> _TASK_: Copy out the data line by line exactly, from its start to the line bearing "use tracing_subscriber::EnvFilter;", inclusive.

> _Collection entries_:
"""

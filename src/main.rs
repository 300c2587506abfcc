use std::path::{Path, PathBuf};

use anyhow::{Context, Result};
use clap::{ArgAction, Parser, ValueEnum};
use tokio::sync::{mpsc, oneshot, watch};
use tokio::task::JoinSet;
use tokio_util::sync::CancellationToken;
use tracing_subscriber::EnvFilter;

use rust_photo_lab::config::{Configuration, FilterUpdate, PostKernel, PreviewOptions};
use rust_photo_lab::events::{DisplayFrame, EditorCommand, RenderRequest, RenderedFrame};
use rust_photo_lab::pipeline::FilterPipeline;
use rust_photo_lab::session::{self, Session};
use rust_photo_lab::tasks;

#[derive(Debug, Parser)]
#[command(
    name = "photo-lab",
    version,
    about = "Apply photo filters to an image and export the result as PNG"
)]
struct Args {
    /// Image to edit (PNG, JPEG, GIF or WebP)
    #[arg(value_name = "INPUT")]
    input: PathBuf,
    /// Where to write the filtered PNG
    #[arg(short, long, value_name = "OUTPUT")]
    output: PathBuf,
    /// Path to YAML config
    #[arg(short, long, value_name = "CONFIG")]
    config: Option<PathBuf>,
    /// Apply a named preset from the config before the flags below
    #[arg(long, value_name = "NAME")]
    preset: Option<String>,
    /// Percent, 100 is neutral
    #[arg(long, value_name = "N")]
    brightness: Option<f32>,
    /// Percent, 100 is neutral
    #[arg(long, value_name = "N")]
    contrast: Option<f32>,
    /// Percent, 100 is neutral
    #[arg(long, value_name = "N")]
    saturation: Option<f32>,
    /// Degrees, -180..=180
    #[arg(long, value_name = "DEG", allow_negative_numbers = true)]
    hue: Option<f32>,
    #[arg(long, value_name = "N")]
    grayscale: Option<f32>,
    #[arg(long, value_name = "N")]
    sepia: Option<f32>,
    #[arg(long, value_name = "N")]
    invert: Option<f32>,
    /// Gaussian sigma in pixels
    #[arg(long, value_name = "SIGMA")]
    blur: Option<f32>,
    /// Block size in pixels
    #[arg(long, value_name = "N")]
    pixelate: Option<f32>,
    #[arg(long = "edge-detect")]
    edge_detect: bool,
    #[arg(long, value_enum, value_name = "KERNEL")]
    kernel: Option<KernelArg>,
    /// Export the source unchanged
    #[arg(long = "show-original")]
    show_original: bool,
    /// Also write the display-scaled preview as PNG
    #[arg(long = "preview-out", value_name = "FILE")]
    preview_out: Option<PathBuf>,
    #[arg(long, value_name = "Z")]
    zoom: Option<f32>,
    /// Device pixel ratio used for the preview backing store
    #[arg(long, value_name = "R")]
    dpr: Option<f32>,
    /// Increase log verbosity (-v debug, -vv trace); RUST_LOG takes precedence
    #[arg(short, long, action = ArgAction::Count)]
    verbose: u8,
}

#[derive(Debug, Clone, Copy, ValueEnum)]
enum KernelArg {
    None,
    Sharpen,
    Blur,
    Emboss,
}

impl From<KernelArg> for PostKernel {
    fn from(value: KernelArg) -> Self {
        match value {
            KernelArg::None => PostKernel::None,
            KernelArg::Sharpen => PostKernel::Sharpen,
            KernelArg::Blur => PostKernel::Blur,
            KernelArg::Emboss => PostKernel::Emboss,
        }
    }
}

impl Args {
    fn filter_update(&self) -> FilterUpdate {
        FilterUpdate {
            brightness: self.brightness,
            contrast: self.contrast,
            saturation: self.saturation,
            hue: self.hue,
            grayscale: self.grayscale,
            sepia: self.sepia,
            invert: self.invert,
            blur: self.blur,
            pixelate: self.pixelate,
            edge_detect: self.edge_detect.then_some(true),
            post_kernel: self.kernel.map(PostKernel::from),
            show_original: self.show_original.then_some(true),
        }
    }

    fn preview_options(&self, base: PreviewOptions) -> PreviewOptions {
        PreviewOptions {
            zoom: self.zoom.unwrap_or(base.zoom),
            device_pixel_ratio: self.dpr.unwrap_or(base.device_pixel_ratio),
            ..base
        }
    }
}

#[tokio::main]
async fn main() -> Result<()> {
    let args = Args::parse();

    // RUST_LOG wins; otherwise -v picks the level (default = info)
    let fallback = match args.verbose {
        0 => "info",
        1 => "debug",
        _ => "trace",
    };
    tracing_subscriber::fmt()
        .with_env_filter(
            EnvFilter::try_from_default_env().unwrap_or_else(|_| EnvFilter::new(fallback)),
        )
        .with_target(false)
        .compact()
        .init();

    let cfg = match &args.config {
        Some(path) => Configuration::from_yaml_file(path)
            .with_context(|| format!("failed to load configuration from {}", path.display()))?
            .validated()
            .context("invalid configuration values")?,
        None => Configuration::default(),
    };
    tracing::debug!("configuration: {:#?}", cfg);

    let mut update = FilterUpdate::default();
    if let Some(name) = &args.preset {
        update = update.merged(cfg.preset(name)?);
    }
    update = update.merged(&args.filter_update());
    let preview = args.preview_options(cfg.preview);

    let bytes = std::fs::read(&args.input)
        .with_context(|| format!("failed to read {}", args.input.display()))?;

    // Channels (small/bounded)
    let depth = cfg.render_queue_depth;
    let (command_tx, command_rx) = mpsc::channel::<EditorCommand>(depth); // CLI -> Editor
    let (request_tx, request_rx) = mpsc::channel::<RenderRequest>(depth); // Editor -> Render
    let (rendered_tx, rendered_rx) = mpsc::channel::<RenderedFrame>(depth); // Render -> Editor
    let (display_tx, display_rx) = watch::channel::<Option<DisplayFrame>>(None); // Editor -> display

    let cancel = CancellationToken::new();
    {
        let cancel = cancel.clone();
        tokio::spawn(async move {
            if let Err(err) = tokio::signal::ctrl_c().await {
                tracing::warn!("ctrl-c handler failed: {err}");
                return;
            }
            tracing::info!("ctrl-c received; initiating shutdown");
            cancel.cancel();
        });
    }

    let mut tasks = JoinSet::new();

    // Render worker
    tasks.spawn({
        let cancel = cancel.clone();
        let pipeline = FilterPipeline::new(cfg.edge_policy);
        async move {
            tasks::render::run(request_rx, rendered_tx, cancel, pipeline)
                .await
                .context("render task failed")
        }
    });

    // Editor
    tasks.spawn({
        let cancel = cancel.clone();
        let session = Session::from_config(&cfg);
        async move {
            tasks::editor::run(
                command_rx,
                request_tx,
                rendered_rx,
                display_tx,
                cancel,
                session,
                preview,
            )
            .await
            .context("editor task failed")
        }
    });

    let outcome = edit(command_tx, bytes, update, &args).await;
    if outcome.is_err() {
        cancel.cancel();
    }

    // Drain JoinSet (wait for other tasks to complete)
    while let Some(res) = tasks.join_next().await {
        match res {
            Ok(Ok(())) => {}
            Ok(Err(e)) => tracing::error!("task error: {e:?}"),
            Err(e) => tracing::error!("join error: {e}"),
        }
    }

    let exported = outcome?;
    write_file(&args.output, &exported)?;
    tracing::info!("wrote {}", args.output.display());

    if let Some(path) = &args.preview_out {
        let frame = display_rx
            .borrow()
            .clone()
            .context("no preview frame was produced")?;
        let png = session::encode_png(&frame.frame).context("failed to encode preview")?;
        write_file(path, &png)?;
        tracing::info!(
            "wrote {}x{} preview to {}",
            frame.frame.width(),
            frame.frame.height(),
            path.display()
        );
    }

    Ok(())
}

/// Loads `bytes`, applies `update` and returns the exported PNG. Dropping
/// `commands` on return lets the editor wind down.
async fn edit(
    commands: mpsc::Sender<EditorCommand>,
    bytes: Vec<u8>,
    update: FilterUpdate,
    args: &Args,
) -> Result<Vec<u8>> {
    if !update.is_empty() {
        commands
            .send(EditorCommand::SetParameters(update))
            .await
            .context("editor stopped")?;
    }

    let (reply, loaded) = oneshot::channel();
    commands
        .send(EditorCommand::LoadEncoded { bytes, reply })
        .await
        .context("editor stopped")?;
    loaded
        .await
        .context("editor stopped before the image was loaded")?
        .with_context(|| format!("failed to decode {}", args.input.display()))?;

    let (reply, exported) = oneshot::channel();
    commands
        .send(EditorCommand::Export { reply })
        .await
        .context("editor stopped")?;
    let png = exported
        .await
        .context("editor stopped before export finished")?
        .context("failed to export image")?;
    Ok(png)
}

fn write_file(path: &Path, bytes: &[u8]) -> Result<()> {
    std::fs::write(path, bytes).with_context(|| format!("failed to write {}", path.display()))
}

"""

> _REPLY TO THE TASK_:
filename src/main.rs
repository 300c2587506abfcc
use std::path::{Path, PathBuf};

use anyhow::{Context, Result};
use clap::{ArgAction, Parser, ValueEnum};
use tokio::sync::{mpsc, oneshot, watch};
use tokio::task::JoinSet;
use tokio_util::sync::CancellationToken;
use tracing_subscriber::EnvFilter;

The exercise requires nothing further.